**Your instructions**
Filter task. Return each line of the material that holds the string "path".

**Records**
================================

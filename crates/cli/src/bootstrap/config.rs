use dohgate_domain::{CliOverrides, Config};

pub fn load_config(path: Option<&str>, overrides: CliOverrides) -> anyhow::Result<Config> {
    let config = Config::load(path, overrides)?;
    config.validate()?;
    Ok(config)
}
use crate::dns::transport::{DnsTransport, UdpTransport};
use crate::dns::wire::{MessageBuilder, RecordRenderer};
use async_trait::async_trait;
use dohgate_application::ports::RecordLookup;
use dohgate_domain::{DomainError, RecordType, ResourceRecord};
use hickory_proto::op::{Message, ResponseCode};
use std::net::SocketAddr;
use std::sync::Arc;
use tokio::time::Instant;
use tracing::{debug, info, warn};

/// Stub lookup against a list of recursive nameservers, tried in order.
///
/// NXDOMAIN from any server is final. Transport failures, mismatched ids and
/// error RCODEs move on to the next server.
pub struct NameserverLookup {
    servers: Vec<Arc<dyn DnsTransport>>,
}

impl NameserverLookup {
    pub fn new(nameservers: &[SocketAddr]) -> Self {
        info!(nameservers = ?nameservers, "Nameserver lookup created");
        Self::with_transports(
            nameservers
                .iter()
                .map(|addr| Arc::new(UdpTransport::new(*addr)) as Arc<dyn DnsTransport>)
                .collect(),
        )
    }

    pub fn with_transports(servers: Vec<Arc<dyn DnsTransport>>) -> Self {
        Self { servers }
    }

    async fn query_server(
        transport: &dyn DnsTransport,
        domain: &str,
        record_type: RecordType,
        deadline: Instant,
    ) -> Result<Vec<ResourceRecord>, DomainError> {
        let (id, bytes) = MessageBuilder::build_query_with_id(domain, record_type)?;
        let response = transport.send(&bytes, deadline).await?;

        let message = Message::from_vec(&response.bytes).map_err(|e| {
            DomainError::Upstream(format!(
                "unparseable response from {}: {}",
                transport.server(),
                e
            ))
        })?;

        if message.id() != id {
            return Err(DomainError::Upstream(format!(
                "response id {} from {} does not match query id {}",
                message.id(),
                transport.server(),
                id
            )));
        }

        match message.response_code() {
            ResponseCode::NoError => {}
            ResponseCode::NXDomain => return Err(DomainError::NxDomain),
            other => {
                return Err(DomainError::Upstream(format!(
                    "{} answered {}",
                    transport.server(),
                    other
                )))
            }
        }

        if message.truncated() {
            debug!(domain = %domain, server = %transport.server(), "Truncated answer, using what arrived");
        }

        Ok(message
            .answers()
            .iter()
            .filter_map(RecordRenderer::from_hickory)
            .collect())
    }
}

#[async_trait]
impl RecordLookup for NameserverLookup {
    async fn lookup(
        &self,
        domain: &str,
        record_type: RecordType,
        deadline: Instant,
    ) -> Result<Vec<ResourceRecord>, DomainError> {
        let mut last_error = DomainError::Upstream("no nameservers configured".to_string());

        for (position, transport) in self.servers.iter().enumerate() {
            if Instant::now() >= deadline {
                return Err(DomainError::QueryTimeout);
            }

            match Self::query_server(transport.as_ref(), domain, record_type, deadline).await {
                Ok(records) => {
                    debug!(
                        domain = %domain,
                        record_type = %record_type,
                        server = %transport.server(),
                        answers = records.len(),
                        "Nameserver answered"
                    );
                    return Ok(records);
                }
                Err(DomainError::NxDomain) => return Err(DomainError::NxDomain),
                Err(e) => {
                    warn!(
                        server = %transport.server(),
                        error = %e,
                        position = position,
                        "Nameserver failed, trying next"
                    );
                    last_error = e;
                }
            }
        }

        Err(last_error)
    }
}
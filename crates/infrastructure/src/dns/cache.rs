pub mod cached_lookup;
pub mod key;

pub use cached_lookup::{CachedLookup, NEGATIVE_TTL_SECS};
pub use key::CacheKey;
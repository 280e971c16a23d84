pub mod doh;

pub use doh::DohQueryParams;
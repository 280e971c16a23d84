use super::RecordType;
use std::sync::Arc;

#[derive(Debug, Clone, PartialEq, Eq)]
pub struct DnsQuestion {
    pub domain: Arc<str>,
    pub record_type: RecordType,
}

impl DnsQuestion {
    pub fn new(domain: impl Into<Arc<str>>, record_type: RecordType) -> Self {
        Self {
            domain: domain.into(),
            record_type,
        }
    }
}

/// The parts of an unpacked wire message the gateway cares about.
#[derive(Debug, Clone, PartialEq, Eq)]
pub struct WireMessage {
    pub id: u16,
    pub is_response: bool,
    pub questions: Vec<DnsQuestion>,
    pub answer_count: usize,
}

impl WireMessage {
    /// Returns the question when the message carries exactly one.
    pub fn single_question(&self) -> Option<&DnsQuestion> {
        match self.questions.as_slice() {
            [question] => Some(question),
            _ => None,
        }
    }
}
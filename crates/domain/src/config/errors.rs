#[derive(Debug, thiserror::Error)]
pub enum ConfigError {
    #[error("Failed to read config file {0}: {1}")]
    FileRead(String, String),

    #[error("Failed to parse config: {0}")]
    Parse(String),

    #[error("Configuration validation error: {0}")]
    Validation(String),
}
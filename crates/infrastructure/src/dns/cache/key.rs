use dohgate_domain::RecordType;
use std::sync::Arc;

/// Cache key: lower-cased name without the trailing dot, plus the type.
#[derive(Clone, Debug, PartialEq, Eq, Hash)]
pub struct CacheKey {
    pub domain: Arc<str>,
    pub record_type: RecordType,
}

impl CacheKey {
    #[inline]
    pub fn new(domain: &str, record_type: RecordType) -> Self {
        let trimmed = domain.strip_suffix('.').unwrap_or(domain);
        Self {
            domain: Arc::from(trimmed.to_ascii_lowercase()),
            record_type,
        }
    }
}

#[cfg(test)]
mod tests {
    use super::*;

    #[test]
    fn test_key_ignores_case_and_trailing_dot() {
        assert_eq!(
            CacheKey::new("Example.COM.", RecordType::A),
            CacheKey::new("example.com", RecordType::A)
        );
    }

    #[test]
    fn test_key_distinguishes_types() {
        assert_ne!(
            CacheKey::new("example.com", RecordType::A),
            CacheKey::new("example.com", RecordType::AAAA)
        );
    }
}
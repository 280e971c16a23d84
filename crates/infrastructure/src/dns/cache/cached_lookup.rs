use super::key::CacheKey;
use async_trait::async_trait;
use dashmap::DashMap;
use dohgate_application::ports::RecordLookup;
use dohgate_domain::{DomainError, RecordType, ResourceRecord};
use lru::LruCache;
use std::num::NonZeroUsize;
use std::sync::{Arc, Mutex};
use std::time::Duration;
use tokio::sync::watch;
use tokio::time::{timeout_at, Instant};
use tracing::{debug, info};

/// How long a NXDOMAIN (or an empty answer) stays cached.
pub const NEGATIVE_TTL_SECS: u64 = 60;

#[derive(Clone)]
enum CachedAnswer {
    Records(Arc<Vec<ResourceRecord>>),
    NxDomain,
}

impl CachedAnswer {
    fn into_result(self) -> Result<Vec<ResourceRecord>, DomainError> {
        match self {
            CachedAnswer::Records(records) => Ok(records.as_ref().clone()),
            CachedAnswer::NxDomain => Err(DomainError::NxDomain),
        }
    }
}

struct CacheEntry {
    answer: CachedAnswer,
    expires_at: Instant,
}

/// `None` until the leader finishes; stays `None` if it failed.
type InflightSender = Arc<watch::Sender<Option<CachedAnswer>>>;
type InflightReceiver = watch::Receiver<Option<CachedAnswer>>;

/// Wakes followers with `None` if the leader's future is dropped mid-lookup.
struct InflightLeaderGuard {
    inflight: Arc<DashMap<CacheKey, InflightSender>>,
    key: CacheKey,
}

impl Drop for InflightLeaderGuard {
    fn drop(&mut self) {
        if let Some((_, tx)) = self.inflight.remove(&self.key) {
            let _ = tx.send(None);
        }
    }
}

/// Bounded TTL cache in front of a `RecordLookup`.
///
/// Positive entries live for the smallest TTL among their records; NXDOMAIN
/// and empty answers live for [`NEGATIVE_TTL_SECS`]. Least recently used
/// entries are evicted once `capacity` is reached. A capacity of zero turns
/// the cache off.
///
/// Concurrent misses for the same key are coalesced: the first caller asks
/// the collaborator, the rest wait for its answer.
pub struct CachedLookup {
    inner: Arc<dyn RecordLookup>,
    entries: Option<Mutex<LruCache<CacheKey, CacheEntry>>>,
    inflight: Arc<DashMap<CacheKey, InflightSender>>,
    capacity: usize,
}

impl CachedLookup {
    pub fn new(inner: Arc<dyn RecordLookup>, capacity: usize) -> Self {
        info!(capacity = capacity, "Record cache created");

        Self {
            inner,
            entries: NonZeroUsize::new(capacity).map(|c| Mutex::new(LruCache::new(c))),
            inflight: Arc::new(DashMap::new()),
            capacity,
        }
    }

    pub fn capacity(&self) -> usize {
        self.capacity
    }

    pub fn len(&self) -> usize {
        self.entries
            .as_ref()
            .and_then(|m| m.lock().ok().map(|c| c.len()))
            .unwrap_or(0)
    }

    pub fn is_empty(&self) -> bool {
        self.len() == 0
    }

    fn get(&self, key: &CacheKey) -> Option<CachedAnswer> {
        let mut cache = self.entries.as_ref()?.lock().ok()?;
        let now = Instant::now();
        match cache.get(key) {
            Some(entry) if entry.expires_at > now => Some(entry.answer.clone()),
            Some(_) => {
                cache.pop(key);
                None
            }
            None => None,
        }
    }

    fn insert(&self, key: CacheKey, answer: CachedAnswer, ttl: Duration) {
        if ttl.is_zero() {
            return;
        }
        if let Some(mut cache) = self.entries.as_ref().and_then(|m| m.lock().ok()) {
            cache.put(
                key,
                CacheEntry {
                    answer,
                    expires_at: Instant::now() + ttl,
                },
            );
        }
    }

    fn register_or_join_inflight(&self, key: &CacheKey) -> (bool, InflightReceiver) {
        match self.inflight.entry(key.clone()) {
            dashmap::Entry::Occupied(e) => {
                let rx = e.get().subscribe();
                drop(e);
                (false, rx)
            }
            dashmap::Entry::Vacant(e) => {
                let (tx, rx) = watch::channel(None);
                e.insert(Arc::new(tx));
                (true, rx)
            }
        }
    }

    async fn lookup_as_follower(
        &self,
        domain: &str,
        record_type: RecordType,
        deadline: Instant,
        mut rx: InflightReceiver,
    ) -> Result<Vec<ResourceRecord>, DomainError> {
        debug!(domain = %domain, record_type = %record_type, "Joining in-flight lookup");

        match timeout_at(deadline, rx.changed()).await {
            Err(_) => return Err(DomainError::QueryTimeout),
            Ok(_) => {
                let shared = rx.borrow().clone();
                if let Some(answer) = shared {
                    return answer.into_result();
                }
            }
        }

        // The leader failed or was cancelled; failures are not shared.
        self.lookup(domain, record_type, deadline).await
    }

    async fn lookup_as_leader(
        &self,
        domain: &str,
        record_type: RecordType,
        deadline: Instant,
        key: CacheKey,
    ) -> Result<Vec<ResourceRecord>, DomainError> {
        debug!(domain = %domain, record_type = %record_type, "Cache MISS");

        let guard = InflightLeaderGuard {
            inflight: Arc::clone(&self.inflight),
            key: key.clone(),
        };

        let result = self.inner.lookup(domain, record_type, deadline).await;

        let shared = match &result {
            Ok(records) => {
                let answer = CachedAnswer::Records(Arc::new(records.clone()));
                self.insert(key.clone(), answer.clone(), positive_ttl(records));
                Some(answer)
            }
            Err(DomainError::NxDomain) => {
                self.insert(
                    key.clone(),
                    CachedAnswer::NxDomain,
                    Duration::from_secs(NEGATIVE_TTL_SECS),
                );
                Some(CachedAnswer::NxDomain)
            }
            Err(_) => None,
        };

        if let Some((_, tx)) = self.inflight.remove(&key) {
            let _ = tx.send(shared);
        }

        drop(guard);
        result
    }
}

fn positive_ttl(records: &[ResourceRecord]) -> Duration {
    records
        .iter()
        .map(|r| r.ttl)
        .min()
        .map(|ttl| Duration::from_secs(ttl as u64))
        .unwrap_or(Duration::from_secs(NEGATIVE_TTL_SECS))
}

#[async_trait]
impl RecordLookup for CachedLookup {
    async fn lookup(
        &self,
        domain: &str,
        record_type: RecordType,
        deadline: Instant,
    ) -> Result<Vec<ResourceRecord>, DomainError> {
        let key = CacheKey::new(domain, record_type);

        if let Some(answer) = self.get(&key) {
            debug!(domain = %domain, record_type = %record_type, "Cache HIT");
            return answer.into_result();
        }

        let (is_leader, rx) = self.register_or_join_inflight(&key);
        if !is_leader {
            return self.lookup_as_follower(domain, record_type, deadline, rx).await;
        }

        self.lookup_as_leader(domain, record_type, deadline, key).await
    }
}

================================

**Solution**
pub fn load_config(path: Option<&str>, overrides: CliOverrides) -> anyhow::Result<Config> {
    let config = Config::load(path, overrides)?;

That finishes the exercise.